Второй случай запомнился мне еще больше. В то время, когда немецкие войска готовились были войти в Богемию, перестали ходить поезда и летать самолеты, связывавшие оккупированную область с остальной страной. Как раз в это время из нашего посольства в Лондоне пришла телеграмма о том, что наш посол там, Джозеф Кеннеди, именно сейчас решил отправить одного из своих сыновей в Европу, чтобы тот на месте ознакомился с происходящим. Нам предлагалось найти возможности, чтобы этот молодой человек смог попасть в Прагу. Нас это разозлило. Джозеф Кеннеди считался в дипломатических кругах неприятным человеком, а его сын тогда не имел вовсе никакого официального статуса. Идея же, что он может "ознакомиться с ситуацией на континенте", с которой мы и так старались ознакомить всех, кого положено, была, с нашей точки зрения, полной нелепостью. С какой стати мы, занятые люди, должны были организовывать это путешествие? Все же, как того требовала служба, я позаботился о том, чтобы Кеннеди-младший попал в Прагу, несмотря на концентрацию немецких войск на границах страны, и смог бы осмотреть там то, что хотел. После этого я с удовольствием с ним распростился, как мне казалось, навсегда.

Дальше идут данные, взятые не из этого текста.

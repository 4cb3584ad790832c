//! Wires the parameter store, workers and shard partitioning together and
//! drives the epoch loop.

use std::fs;
use std::path::{Path, PathBuf};
use std::thread;

use tracing::info;

use crate::config::Hyperparams;
use crate::descriptor::Descriptor;
use crate::error::{MfError, Result};
use crate::param_server::ParamServer;
use crate::sample::{open_shard, partition_shards};
use crate::spinlock::SpinLock;
use crate::worker::Worker;

/// Returned by [`Trainer::run`] for programmatic callers; the `mf_train`
/// binary prints a summary derived from this.
#[derive(Debug, Clone, Copy, Default)]
pub struct TrainingReport {
    pub epochs_run: usize,
    pub final_rmse: f32,
    pub samples_processed: u64,
}

#[derive(Default)]
struct Progress {
    count: u64,
    sse: f64,
}

pub struct Trainer {
    hp: Hyperparams,
}

impl Trainer {
    pub fn new(hp: Hyperparams) -> Self {
        Self { hp }
    }

    /// Read the descriptor, initialize the parameter server, partition the
    /// shard list across `num_threads` workers, run `epoch` passes, and
    /// write the final model. Mirrors `FastMFTrainer::Train`/`TrainImpl`.
    pub fn run(
        &self,
        descriptor_path: impl AsRef<Path>,
        shard_list_path: impl AsRef<Path>,
        model_out_path: impl AsRef<Path>,
    ) -> Result<TrainingReport> {
        let desc = Descriptor::read(descriptor_path)?;

        let shard_paths = read_shard_list(shard_list_path.as_ref())?;
        if shard_paths.is_empty() {
            return Err(MfError::Configuration("shard list is empty".into()));
        }

        let ps = ParamServer::new(
            self.hp.alpha,
            self.hp.l2,
            desc.user_num,
            desc.item_num,
            desc.d,
            self.hp.group_size,
            self.hp.seed,
        );

        let requested_threads = self.hp.resolved_thread_count();
        let partitions = partition_shards(&shard_paths, requested_threads);
        let num_threads = partitions.len();

        info!(
            alpha = self.hp.alpha,
            l2 = self.hp.l2,
            epoch = self.hp.epoch,
            num_threads,
            "starting training"
        );

        let mut workers: Vec<Worker> = (0..num_threads)
            .map(|i| {
                let seed = self.hp.seed.map(|s| s.wrapping_add(i as u64 + 1));
                Worker::new(&ps, self.hp.push_step, self.hp.fetch_step, seed)
            })
            .collect();

        let progress = SpinLock::new(Progress::default());
        let mut report = TrainingReport {
            epochs_run: 0,
            final_rmse: 0.0,
            samples_processed: 0,
        };

        for epoch in 0..self.hp.epoch {
            for w in workers.iter_mut() {
                w.reset(&ps);
            }
            *progress.lock() = Progress::default();

            thread::scope(|scope| {
                for (worker, shards) in workers.iter_mut().zip(partitions.iter()) {
                    let ps = &ps;
                    let progress = &progress;
                    let batch_size = self.hp.batch_size;
                    scope.spawn(move || {
                        run_shards(worker, shards, ps, batch_size, epoch, progress);
                    });
                }
            });

            for w in workers.iter_mut() {
                w.push_param(&ps);
            }

            let snap = progress.lock();
            report.epochs_run = epoch + 1;
            report.samples_processed = snap.count;
            report.final_rmse = if snap.count > 0 {
                ((snap.sse / snap.count as f64) as f32).sqrt()
            } else {
                0.0
            };
        }

        ps.save_model(model_out_path)?;
        Ok(report)
    }
}

/// One worker thread's pass over its shard partition: read `batch_size`
/// samples at a time, update per sample, and fold local count/SSE into the
/// shared progress counter once per batch to avoid hot contention.
fn run_shards(
    worker: &mut Worker,
    shards: &[PathBuf],
    ps: &ParamServer,
    batch_size: usize,
    epoch: usize,
    progress: &SpinLock<Progress>,
) {
    for shard in shards {
        let source = match open_shard(shard) {
            Ok(s) => s,
            Err(e) => {
                tracing::warn!(shard = %shard.display(), error = %e, "failed to open shard");
                continue;
            }
        };

        let mut local_count: u64 = 0;
        let mut local_sse: f64 = 0.0;

        for record in source {
            let sample = match record {
                Ok(s) => s,
                Err(e) => {
                    tracing::debug!(error = %e, "skipping malformed sample");
                    continue;
                }
            };

            let mse = worker.update(sample.score, &sample.x, ps);
            local_count += 1;
            local_sse += mse as f64;

            if local_count as usize % batch_size == 0 {
                flush_batch(progress, epoch, &mut local_count, &mut local_sse);
            }
        }

        if local_count > 0 {
            flush_batch(progress, epoch, &mut local_count, &mut local_sse);
        }
    }
}

fn flush_batch(progress: &SpinLock<Progress>, epoch: usize, count: &mut u64, sse: &mut f64) {
    let mut p = progress.lock();
    p.count += *count;
    p.sse += *sse;
    let rmse = if p.count > 0 {
        (p.sse / p.count as f64).sqrt()
    } else {
        0.0
    };
    info!(target: "progress", epoch, processed = p.count, rmse, "training progress");
    *count = 0;
    *sse = 0.0;
}

/// Read a flat, one-path-per-line shard list file.
fn read_shard_list(path: &Path) -> Result<Vec<PathBuf>> {
    let text = fs::read_to_string(path)?;
    Ok(text
        .lines()
        .map(str::trim)
        .filter(|l| !l.is_empty())
        .map(PathBuf::from)
        .collect())
}

#[cfg(test)]
mod tests {
    use super::*;
    use std::io::Write;

    fn write_shard(dir: &Path, name: &str, lines: &[&str]) -> PathBuf {
        let path = dir.join(name);
        let mut f = fs::File::create(&path).unwrap();
        for l in lines {
            writeln!(f, "{l}").unwrap();
        }
        path
    }

    #[test]
    fn rank_one_convergence_single_thread() {
        // u_true/v_true small fixed vectors; scores = <u_true[u], v_true[i]>
        let u_true = [[0.3_f32, 0.4], [0.6, 0.1], [0.2, 0.8]];
        let v_true = [[0.5_f32, 0.2], [0.1, 0.7]];

        let dir = tempfile::tempdir().unwrap();
        let mut lines = Vec::new();
        for (u, urow) in u_true.iter().enumerate() {
            for (i, vrow) in v_true.iter().enumerate() {
                let score: f32 = urow[0] * vrow[0] + urow[1] * vrow[1];
                lines.push(format!("{u}\t{score:.6}\t{i}"));
            }
        }
        let line_refs: Vec<&str> = lines.iter().map(String::as_str).collect();
        let shard = write_shard(dir.path(), "shard0", &line_refs);

        let shard_list = dir.path().join("shards.txt");
        fs::write(&shard_list, format!("{}\n", shard.display())).unwrap();

        let descriptor = dir.path().join("feat_num");
        fs::write(&descriptor, "3\n2\n2\n").unwrap();

        let model_out = dir.path().join("model.txt");

        let hp = Hyperparams {
            alpha: 0.1,
            l2: 0.0,
            epoch: 60,
            push_step: 1,
            fetch_step: 1,
            batch_size: 100,
            group_size: 1,
            num_threads: 1,
            seed: Some(7),
        };

        let report = Trainer::new(hp).run(&descriptor, &shard_list, &model_out).unwrap();
        assert!(
            report.final_rmse < 0.05,
            "rmse did not converge: {}",
            report.final_rmse
        );
        assert!(model_out.exists());
    }

    #[test]
    fn zero_alpha_no_updates_occur() {
        let dir = tempfile::tempdir().unwrap();
        let shard = write_shard(dir.path(), "shard0", &["0\t1.0\t0", "0\t0.5\t0"]);
        let shard_list = dir.path().join("shards.txt");
        fs::write(&shard_list, format!("{}\n", shard.display())).unwrap();
        let descriptor = dir.path().join("feat_num");
        fs::write(&descriptor, "1\n1\n2\n").unwrap();
        let model_out = dir.path().join("model.txt");

        let hp = Hyperparams {
            alpha: 0.0,
            l2: 0.0,
            epoch: 1,
            push_step: 1,
            fetch_step: 1,
            batch_size: 100,
            group_size: 1,
            num_threads: 1,
            seed: Some(1),
        };

        let report = Trainer::new(hp).run(&descriptor, &shard_list, &model_out).unwrap();
        // with alpha = 0, U is never modified, so RMSE reflects only the
        // initial random matrix against the observed scores.
        assert!(report.final_rmse.is_finite());
    }

    #[test]
    fn empty_shard_list_is_configuration_error() {
        let dir = tempfile::tempdir().unwrap();
        let shard_list = dir.path().join("shards.txt");
        fs::write(&shard_list, "").unwrap();
        let descriptor = dir.path().join("feat_num");
        fs::write(&descriptor, "1\n1\n2\n").unwrap();
        let model_out = dir.path().join("model.txt");

        let hp = Hyperparams::default();
        let err = Trainer::new(hp)
            .run(&descriptor, &shard_list, &model_out)
            .unwrap_err();
        assert!(matches!(err, MfError::Configuration(_)));
    }
}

Если бы кто-нибудь сказал мне тогда, что этот "сомнительный" молодой человек станет в дальнейшем американским президентом, а я сам как дипломат буду с удовольствием служить ему, я бы в это ни за что не поверил. Это происшествие также оказалось для меня важным жизненным уроком.
Я находился в Праге всего около года - вплоть до официального объявления войны в Европе. Примерно в середине этого срока, в марте 1939 года, немцы вошли в Прагу и оккупировали всю Богемию и Моравию. Наша миссия формально была упразднена, но меня с двумя-тремя людьми оставили присматривать за нашим зданием; кроме того, я продолжал работу политического обозревателя. Когда разразилась война, меня перевели в наше посольство в Берлине, под власть которого подпала Чехословакия и вскоре должна была подпасть большая часть остальной Европы.
В эти месяцы мое положение в Праге было почти уникальным. Большинство иностранных журналистов, наехавших сюда во время мюнхенского кризиса, теперь покинули эту страну, и я оставался едва ли не единственным западным политическим обозревателем, постоянно жившим в оккупированной Чехословакии.
Судьба этого народа в то время мало интересовала большие газеты европейских столиц, но она интересовала меня. Потрясенный всем увиденным, я посылал в Вашингтон одно донесение за другим. Может быть, только человек пять в Вашингтоне читали эти материалы. Но годы на службе в Госдепартаменте научили меня писать аналитические материалы даже без надежды на особую реакцию. Я пытался осмыслить чехословацкую драму, развернувшуюся перед моими глазами. Зная русский язык, мне было несложно освоить чешский и словацкий, а работая в Германии, я смог изучить немцев. Служба в Вене дала мне представление о том, чем была тогда Центральная Европа, частью которой являлась Чехословакия.